## PROBLEM TO SOLVE
All that should come back is the lines of the data below from the one containing "assert_eq!(list[0].value, Value::Octets(vec![10, 0, 0]));" to the one containing "data.extend([1, 3, 0x78]);", inclusive, exactly as they stand.
───── SOURCE MATERIAL ─────
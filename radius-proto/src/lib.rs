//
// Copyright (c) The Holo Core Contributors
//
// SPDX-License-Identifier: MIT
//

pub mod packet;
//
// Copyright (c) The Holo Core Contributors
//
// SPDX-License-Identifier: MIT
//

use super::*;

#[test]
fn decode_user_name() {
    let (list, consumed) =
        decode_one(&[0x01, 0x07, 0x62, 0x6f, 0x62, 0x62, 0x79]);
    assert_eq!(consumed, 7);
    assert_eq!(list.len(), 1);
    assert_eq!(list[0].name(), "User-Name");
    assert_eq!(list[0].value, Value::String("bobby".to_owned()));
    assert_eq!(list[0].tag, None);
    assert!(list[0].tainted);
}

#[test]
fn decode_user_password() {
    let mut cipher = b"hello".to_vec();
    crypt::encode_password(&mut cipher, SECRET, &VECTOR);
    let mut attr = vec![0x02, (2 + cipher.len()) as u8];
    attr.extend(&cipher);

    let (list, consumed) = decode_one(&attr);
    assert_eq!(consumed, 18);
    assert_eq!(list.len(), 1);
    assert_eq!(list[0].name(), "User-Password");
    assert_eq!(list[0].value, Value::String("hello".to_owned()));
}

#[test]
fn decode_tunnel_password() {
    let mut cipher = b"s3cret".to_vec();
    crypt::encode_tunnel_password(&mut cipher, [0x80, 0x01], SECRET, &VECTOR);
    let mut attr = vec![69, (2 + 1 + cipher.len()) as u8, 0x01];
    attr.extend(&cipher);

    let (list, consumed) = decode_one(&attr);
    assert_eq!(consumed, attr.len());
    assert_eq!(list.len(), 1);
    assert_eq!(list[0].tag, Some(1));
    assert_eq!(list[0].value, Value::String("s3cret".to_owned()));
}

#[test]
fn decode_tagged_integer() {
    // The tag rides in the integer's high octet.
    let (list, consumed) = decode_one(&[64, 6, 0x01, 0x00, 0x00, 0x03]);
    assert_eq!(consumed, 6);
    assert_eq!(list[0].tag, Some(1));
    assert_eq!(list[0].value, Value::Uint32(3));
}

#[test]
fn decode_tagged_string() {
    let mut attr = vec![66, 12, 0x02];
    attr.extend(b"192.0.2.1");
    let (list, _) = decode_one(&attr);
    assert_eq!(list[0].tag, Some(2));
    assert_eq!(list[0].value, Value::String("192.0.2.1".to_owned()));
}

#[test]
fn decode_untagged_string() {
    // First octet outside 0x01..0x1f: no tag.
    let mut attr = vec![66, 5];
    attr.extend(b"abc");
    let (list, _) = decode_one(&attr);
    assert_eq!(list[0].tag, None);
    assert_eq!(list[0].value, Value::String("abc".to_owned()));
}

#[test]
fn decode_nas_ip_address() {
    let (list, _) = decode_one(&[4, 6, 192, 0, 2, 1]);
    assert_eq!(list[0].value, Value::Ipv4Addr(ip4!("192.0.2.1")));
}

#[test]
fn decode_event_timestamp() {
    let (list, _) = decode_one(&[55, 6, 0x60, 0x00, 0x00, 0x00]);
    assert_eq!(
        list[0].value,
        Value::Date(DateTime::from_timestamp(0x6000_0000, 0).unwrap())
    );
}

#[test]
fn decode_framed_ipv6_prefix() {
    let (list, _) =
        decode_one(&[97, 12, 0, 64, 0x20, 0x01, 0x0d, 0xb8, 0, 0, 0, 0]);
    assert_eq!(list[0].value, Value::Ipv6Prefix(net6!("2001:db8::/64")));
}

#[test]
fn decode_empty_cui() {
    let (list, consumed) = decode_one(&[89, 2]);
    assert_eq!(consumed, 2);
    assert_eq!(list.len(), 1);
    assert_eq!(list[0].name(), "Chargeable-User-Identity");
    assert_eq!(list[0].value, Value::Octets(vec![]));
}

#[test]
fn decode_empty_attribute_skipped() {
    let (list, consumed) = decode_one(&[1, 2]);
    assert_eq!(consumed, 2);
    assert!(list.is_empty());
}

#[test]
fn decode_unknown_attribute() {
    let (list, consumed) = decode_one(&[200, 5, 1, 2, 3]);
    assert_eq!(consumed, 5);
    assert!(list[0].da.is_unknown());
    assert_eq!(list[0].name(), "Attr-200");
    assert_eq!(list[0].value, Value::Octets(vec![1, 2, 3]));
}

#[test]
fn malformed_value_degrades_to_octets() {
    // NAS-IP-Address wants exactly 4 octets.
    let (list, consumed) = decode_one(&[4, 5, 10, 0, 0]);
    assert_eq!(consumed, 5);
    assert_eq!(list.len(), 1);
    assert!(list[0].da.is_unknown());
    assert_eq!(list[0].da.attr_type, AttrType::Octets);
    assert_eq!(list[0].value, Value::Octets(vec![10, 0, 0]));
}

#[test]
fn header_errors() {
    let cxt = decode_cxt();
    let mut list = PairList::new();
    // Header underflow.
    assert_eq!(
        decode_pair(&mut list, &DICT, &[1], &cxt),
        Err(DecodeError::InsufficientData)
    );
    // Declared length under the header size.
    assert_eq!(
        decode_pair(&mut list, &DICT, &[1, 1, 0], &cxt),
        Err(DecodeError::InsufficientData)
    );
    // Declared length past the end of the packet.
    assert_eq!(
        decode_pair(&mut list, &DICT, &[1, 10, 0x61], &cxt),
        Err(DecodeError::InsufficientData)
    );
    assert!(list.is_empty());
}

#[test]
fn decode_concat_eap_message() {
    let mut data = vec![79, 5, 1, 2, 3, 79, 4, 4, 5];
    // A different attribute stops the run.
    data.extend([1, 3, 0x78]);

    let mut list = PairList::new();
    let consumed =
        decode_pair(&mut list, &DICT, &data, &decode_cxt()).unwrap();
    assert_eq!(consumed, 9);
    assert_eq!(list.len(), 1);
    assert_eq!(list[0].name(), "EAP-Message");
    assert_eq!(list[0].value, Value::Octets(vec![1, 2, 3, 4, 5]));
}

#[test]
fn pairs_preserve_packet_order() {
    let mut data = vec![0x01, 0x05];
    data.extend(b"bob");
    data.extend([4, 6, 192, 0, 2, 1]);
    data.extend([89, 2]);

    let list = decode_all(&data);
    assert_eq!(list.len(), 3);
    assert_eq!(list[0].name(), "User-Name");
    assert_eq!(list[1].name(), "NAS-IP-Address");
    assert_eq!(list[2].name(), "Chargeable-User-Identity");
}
─────
## RESULT
    assert_eq!(list[0].value, Value::Octets(vec![10, 0, 0]));
}

#[test]
fn header_errors() {
    let cxt = decode_cxt();
    let mut list = PairList::new();
    // Header underflow.
    assert_eq!(
        decode_pair(&mut list, &DICT, &[1], &cxt),
        Err(DecodeError::InsufficientData)
    );
    // Declared length under the header size.
    assert_eq!(
        decode_pair(&mut list, &DICT, &[1, 1, 0], &cxt),
        Err(DecodeError::InsufficientData)
    );
    // Declared length past the end of the packet.
    assert_eq!(
        decode_pair(&mut list, &DICT, &[1, 10, 0x61], &cxt),
        Err(DecodeError::InsufficientData)
    );
    assert!(list.is_empty());
}

#[test]
fn decode_concat_eap_message() {
    let mut data = vec![79, 5, 1, 2, 3, 79, 4, 4, 5];
    // A different attribute stops the run.
    data.extend([1, 3, 0x78]);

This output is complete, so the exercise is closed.